Globalization, technical change, and immigration have been tough on the American working class. Real wages in non-farm businesses have risen just 1.0% annually since 1970. And since the start of the Great Recession in 2007, real wages have stagnated, growing just 0.3% per year. Competition in the labor market and high unemployment have enabled businesses to capture most of gains from productivity increases, thus shrinking the share of total production going to labor. In 1970, the share of total value added (or GDP) received by labor peaked at 58.1%. Since then, labor’s share has fallen to 52.7%, about the same level it was in 1948.

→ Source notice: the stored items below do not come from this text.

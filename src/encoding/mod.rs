// src/encoding/mod.rs

use encoding_rs::{DecoderResult, Encoding, UTF_8, WINDOWS_1250};
use std::{borrow::Cow, fmt};
use thiserror::Error;

mod cp852;

/// Candidate order tried when nothing else is configured: most
/// locale-specific first, most permissive last.
pub const DEFAULT_CANDIDATES: &[&str] = &["cp1250", "utf-8", "iso-8859-2", "latin-1", "cp852"];

/// How invalid byte sequences are handled while decoding.
#[derive(Debug, Clone, Copy, PartialEq, Eq)]
pub enum DecodeMode {
    /// Fail on the first byte sequence the codec cannot map.
    Strict,
    /// Substitute U+FFFD for anything the codec cannot map.
    Lossy,
}

#[derive(Debug, Error)]
#[error("unknown encoding `{0}`")]
pub struct UnknownEncoding(pub String);

#[derive(Debug, Clone, Error, PartialEq, Eq)]
#[error("'{codec}' codec can't decode byte 0x{byte:02x} in position {position}")]
pub struct DecodeError {
    pub codec: String,
    pub byte: u8,
    pub position: usize,
}

#[derive(Debug, Clone, Copy, PartialEq, Eq)]
enum Kind {
    /// A WHATWG table from `encoding_rs`. The Windows tables map their
    /// unassigned bytes onto C1 controls, so `reject_c1` treats those as malformed.
    Whatwg {
        encoding: &'static Encoding,
        reject_c1: bool,
    },
    /// True ISO-8859-1: every byte maps to the code point of the same value.
    Latin1,
    Cp852,
}

/// A named text codec, as listed in the candidate list.
#[derive(Debug, Clone, PartialEq, Eq)]
pub struct Codec {
    name: String,
    kind: Kind,
}

impl Codec {
    /// Resolve a codec from a name such as `cp1250`, `utf-8` or `latin-1`.
    /// Anything not special-cased falls back to the WHATWG label table.
    pub fn from_name(name: &str) -> Result<Self, UnknownEncoding> {
        let trimmed = name.trim();
        let label = trimmed.to_ascii_lowercase().replace('_', "-");
        let kind = match label.as_str() {
            "cp1250" | "windows-1250" => Kind::Whatwg {
                encoding: WINDOWS_1250,
                reject_c1: true,
            },
            "utf-8" | "utf8" => Kind::Whatwg {
                encoding: UTF_8,
                reject_c1: false,
            },
            // WHATWG aliases these to windows-1252, which is not latin-1
            "latin-1" | "latin1" | "iso-8859-1" | "iso8859-1" | "l1" => Kind::Latin1,
            "cp852" | "ibm852" | "852" => Kind::Cp852,
            other => {
                let windows_alias = other
                    .strip_prefix("cp")
                    .filter(|n| n.starts_with("125"))
                    .map(|n| format!("windows-{}", n));
                let lookup = windows_alias.as_deref().unwrap_or(other);
                let encoding = Encoding::for_label(lookup.as_bytes())
                    .ok_or_else(|| UnknownEncoding(trimmed.to_string()))?;
                Kind::Whatwg {
                    encoding,
                    reject_c1: encoding.name().starts_with("windows-"),
                }
            }
        };
        Ok(Self {
            name: trimmed.to_string(),
            kind,
        })
    }

    /// Resolve a whole candidate list, keeping its order.
    pub fn list(names: &[impl AsRef<str>]) -> Result<Vec<Self>, UnknownEncoding> {
        names.iter().map(|n| Self::from_name(n.as_ref())).collect()
    }

    pub fn name(&self) -> &str {
        &self.name
    }

    pub fn decode<'a>(&self, bytes: &'a [u8], mode: DecodeMode) -> Result<Cow<'a, str>, DecodeError> {
        match self.kind {
            Kind::Latin1 => Ok(Cow::Owned(bytes.iter().map(|&b| b as char).collect())),
            Kind::Cp852 => Ok(Cow::Owned(cp852::decode(bytes))),
            Kind::Whatwg {
                encoding,
                reject_c1,
            } => match mode {
                DecodeMode::Strict => {
                    let text = encoding
                        .decode_without_bom_handling_and_without_replacement(bytes)
                        .ok_or_else(|| self.malformed_at(bytes, locate_malformed(encoding, bytes)))?;
                    if reject_c1 {
                        // only single-byte tables get here, so char index == byte index
                        if let Some(pos) = text.chars().position(is_c1) {
                            return Err(self.malformed_at(bytes, pos));
                        }
                    }
                    Ok(text)
                }
                DecodeMode::Lossy => {
                    let (text, _) = encoding.decode_without_bom_handling(bytes);
                    if reject_c1 && text.chars().any(is_c1) {
                        let replaced: String = text
                            .chars()
                            .map(|c| if is_c1(c) { char::REPLACEMENT_CHARACTER } else { c })
                            .collect();
                        return Ok(Cow::Owned(replaced));
                    }
                    Ok(text)
                }
            },
        }
    }

    fn malformed_at(&self, bytes: &[u8], position: usize) -> DecodeError {
        DecodeError {
            codec: self.name.clone(),
            byte: bytes.get(position).copied().unwrap_or_default(),
            position,
        }
    }
}

impl fmt::Display for Codec {
    fn fmt(&self, f: &mut fmt::Formatter<'_>) -> fmt::Result {
        f.write_str(&self.name)
    }
}

fn is_c1(c: char) -> bool {
    ('\u{80}'..='\u{9f}').contains(&c)
}

/// Byte offset of the first malformed sequence, for error reporting.
fn locate_malformed(encoding: &'static Encoding, bytes: &[u8]) -> usize {
    let mut decoder = encoding.new_decoder_without_bom_handling();
    let capacity = decoder
        .max_utf8_buffer_length_without_replacement(bytes.len())
        .unwrap_or(bytes.len() * 4);
    let mut sink = String::with_capacity(capacity);
    let (result, read) = decoder.decode_to_string_without_replacement(bytes, &mut sink, true);
    match result {
        DecoderResult::Malformed(bad, after) => read.saturating_sub(bad as usize + after as usize),
        DecoderResult::InputEmpty | DecoderResult::OutputFull => read,
    }
}

#[cfg(test)]
mod tests {
    use super::*;

    #[test]
    fn default_candidates_resolve() {
        let codecs = Codec::list(DEFAULT_CANDIDATES).unwrap();
        let names: Vec<&str> = codecs.iter().map(Codec::name).collect();
        assert_eq!(names, DEFAULT_CANDIDATES);
    }

    #[test]
    fn unknown_name_is_rejected() {
        let err = Codec::from_name("klingon-7").unwrap_err();
        assert_eq!(err.0, "klingon-7");
    }

    #[test]
    fn cp1250_decodes_czech() {
        let codec = Codec::from_name("cp1250").unwrap();
        // "Žluťoučký" in windows-1250
        let raw = [0x8E, 0x6C, 0x75, 0x9D, 0x6F, 0x75, 0xE8, 0x6B, 0xFD];
        assert_eq!(codec.decode(&raw, DecodeMode::Strict).unwrap(), "Žluťoučký");
    }

    #[test]
    fn cp1250_strict_rejects_unassigned_byte() {
        let codec = Codec::from_name("cp1250").unwrap();
        let err = codec.decode(b"ab\x81c", DecodeMode::Strict).unwrap_err();
        assert_eq!(err.byte, 0x81);
        assert_eq!(err.position, 2);

        let lossy = codec.decode(b"ab\x81c", DecodeMode::Lossy).unwrap();
        assert_eq!(lossy, "ab\u{FFFD}c");
    }

    #[test]
    fn utf8_strict_reports_position() {
        let codec = Codec::from_name("utf-8").unwrap();
        let err = codec.decode(b"Praha\xff", DecodeMode::Strict).unwrap_err();
        assert_eq!(err.position, 5);
        assert_eq!(err.byte, 0xff);
        assert_eq!(
            codec.decode(b"Praha\xff", DecodeMode::Lossy).unwrap(),
            "Praha\u{FFFD}"
        );
    }

    #[test]
    fn latin1_maps_every_byte() {
        let codec = Codec::from_name("latin-1").unwrap();
        let all: Vec<u8> = (0u8..=255).collect();
        let text = codec.decode(&all, DecodeMode::Strict).unwrap();
        assert_eq!(text.chars().count(), 256);
        assert_eq!(text.chars().nth(0x81), Some('\u{81}'));
    }

    #[test]
    fn iso_8859_2_keeps_c1_controls() {
        let codec = Codec::from_name("iso-8859-2").unwrap();
        assert!(codec.decode(b"\x81", DecodeMode::Strict).is_ok());
        assert_eq!(codec.decode(b"\xa9", DecodeMode::Strict).unwrap(), "Š");
    }

    #[test]
    fn cp_prefixed_windows_alias() {
        let codec = Codec::from_name("cp1252").unwrap();
        assert_eq!(codec.decode(b"\x80", DecodeMode::Strict).unwrap(), "€");
        assert!(codec.decode(b"\x81", DecodeMode::Strict).is_err());
    }
}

The Triad has traditionally been a region of low-cost labor, with a state right-to-work law and a small percentage of unionized workers. As a result, the share of total value added received by workers in the Triad has been smaller than in the nation at large. In 2007, for example, triad workers received 54.3% of total value added in the region as total compensation, while workers were paid 54.6% of total value added nationally.
Since the Great Recession began in 2007, worker compensation as a share of national GDP has fallen from 54.6% in 2007 to 52.7% in 2013. In the Triad, decline has been even more severe with labor’s share dropping from 54.3% in 2007 to 50.8% in 2013.
As the economy recovers and labor markets continue to strengthen, firms both in the Triad and the nation as a whole will be forced to pay their employees a modestly greater slice of the value that they create. This will likely be enough to squeeze margins and foster further investment in labor-saving machinery.